Une fois adolescents puis adultes, ces enfants ne pourraient pas bénéficier de l’aide financière fédérale pour leurs études, ne seraient pas autorisés à travailler légalement et ne pourraient pas voter.
Cela créerait une population vaste et en croissance indéfinie de non-citoyens nés et élevés aux États-Unis, mais sans droit légal d’y rester.
Ce qui a conduit au 14e amendement
En 1868, les 28 États requis sur les 37 que comptaient alors les États-Unis ont ratifié le 14e amendement. Celui-ci garantissait que certains États ne refuseraient pas la citoyenneté aux anciens esclaves affranchis, qui étaient d’origine africaine et avaient été envoyés de force aux États-Unis, ainsi qu’à leurs enfants.

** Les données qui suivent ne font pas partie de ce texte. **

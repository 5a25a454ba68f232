// SPDX-License-Identifier: AGPL-3.0-or-later
// Copyright (c) 2025 Gridbase

#![cfg_attr(not(debug_assertions), deny(warnings))]

pub mod cache;
pub mod catalog;
mod error;
pub mod model;
mod store;

pub use cache::{CacheScope, DelDirection, MetaCache};
pub use catalog::Catalog;
pub use error::Error;
pub use store::MetaStore;

pub type Result<T> = std::result::Result<T, Error>;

Environ 30 ans plus tard, un homme d’origine chinoise né aux États-Unis, Wong Kim Ark, rentrait chez lui à San Francisco après avoir rendu visite à ses parents en Chine. Les autorités américaines lui ont refusé l’embarquement sur un bateau à vapeur amarré dans le port de San Francisco et l’entrée sur le territoire américain.
Les fonctionnaires ont empêché son entrée en vertu de la loi d’exclusion des Chinois de 1882, une loi discriminatoire qui interdisait aux ressortissants chinois d’entrer aux États-Unis et de devenir citoyens naturalisés, entre autres restrictions.

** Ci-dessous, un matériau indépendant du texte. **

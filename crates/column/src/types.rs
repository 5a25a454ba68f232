// SPDX-License-Identifier: AGPL-3.0-or-later
// Copyright (c) 2025 Gridbase

use std::collections::HashSet;

use futures_util::future::BoxFuture;
use gridbase_catalog::{
	Catalog,
	model::{ColumnMeta, ColumnOptions},
};
use gridbase_type::{AbstractType, ColumnId, RollupFn};

use crate::{Error, Result};

/// The effective abstract type of a column, following virtual columns
/// through their targets.
///
/// A lookup carries its target's type; `min`/`max` rollups do too, while
/// every other aggregate yields a number. Formulas stay text — their
/// result type depends on the expression, and text admits every
/// comparison operator. Link columns shape as nested JSON.
pub async fn resolve_abstract_type(catalog: &Catalog, column: &ColumnMeta) -> Result<AbstractType> {
	let mut visiting = HashSet::new();
	resolve(catalog, column.clone(), &mut visiting).await
}

fn resolve<'a>(
	catalog: &'a Catalog,
	column: ColumnMeta,
	visiting: &'a mut HashSet<ColumnId>,
) -> BoxFuture<'a, Result<AbstractType>> {
	Box::pin(async move {
		if !column.uidt.is_virtual() {
			return Ok(column.abstract_type());
		}
		if !visiting.insert(column.id.clone()) {
			return Err(Error::CircularReference {
				column: column.id,
			});
		}

		let resolved = match &column.options {
			ColumnOptions::Plain => Ok(column.abstract_type()),
			ColumnOptions::Link(_) => Ok(AbstractType::Json),
			ColumnOptions::Rollup(rollup) => match rollup.function {
				RollupFn::Min | RollupFn::Max => {
					let target = catalog.column(&rollup.target_column_id).await?;
					resolve(catalog, target, visiting).await
				}
				_ => Ok(AbstractType::Number),
			},
			ColumnOptions::Lookup(lookup) => {
				let target = catalog.column(&lookup.target_column_id).await?;
				resolve(catalog, target, visiting).await
			}
			ColumnOptions::Formula(_) => Ok(AbstractType::Text),
		};

		visiting.remove(&column.id);
		resolved
	})
}

#[cfg(test)]
mod tests {
	use gridbase_catalog::model::{LookupOptions, RollupOptions};
	use gridbase_testing::country_city_fixture;

	use super::*;

	#[tokio::test]
	async fn test_lookup_carries_target_type() {
		let fx = country_city_fixture();
		let lookup = fx.catalog.column(&fx.city_country_name).await.unwrap();
		let resolved = resolve_abstract_type(&fx.catalog, &lookup).await.unwrap();
		assert_eq!(resolved, AbstractType::Text);

		let mut numeric = lookup.clone();
		numeric.options = ColumnOptions::Lookup(LookupOptions {
			link_column_id: fx.city_country.clone(),
			target_column_id: fx.country_id.clone(),
		});
		let resolved = resolve_abstract_type(&fx.catalog, &numeric).await.unwrap();
		assert_eq!(resolved, AbstractType::Number);
	}

	#[tokio::test]
	async fn test_rollup_type_depends_on_function() {
		let fx = country_city_fixture();
		let mut rollup = fx.catalog.column(&fx.country_population).await.unwrap();
		let resolved = resolve_abstract_type(&fx.catalog, &rollup).await.unwrap();
		assert_eq!(resolved, AbstractType::Number);

		// min/max inherit the target's type instead
		rollup.options = ColumnOptions::Rollup(RollupOptions {
			link_column_id: fx.country_cities.clone(),
			target_column_id: fx.city_name.clone(),
			function: RollupFn::Min,
		});
		let resolved = resolve_abstract_type(&fx.catalog, &rollup).await.unwrap();
		assert_eq!(resolved, AbstractType::Text);
	}
}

Wong a fait valoir qu’il était citoyen américain de naissance et qu’il n’était pas visé par les lois d’exclusion.
La Cour suprême, bien que non unanime, a décidé en 1898 que Wong était citoyen américain, puisqu’il était né sur le territoire américain.
La Cour suprême a noté que les auteurs du 14e amendement s’étaient appuyés sur le principe juridique britannique du « jus soli », un terme latin signifiant « droit du sol », pour accorder automatiquement la citoyenneté à toute personne née sur le sol américain. En vertu du jus soli, toute personne née dans le royaume du roi britannique était citoyenne de ce royaume.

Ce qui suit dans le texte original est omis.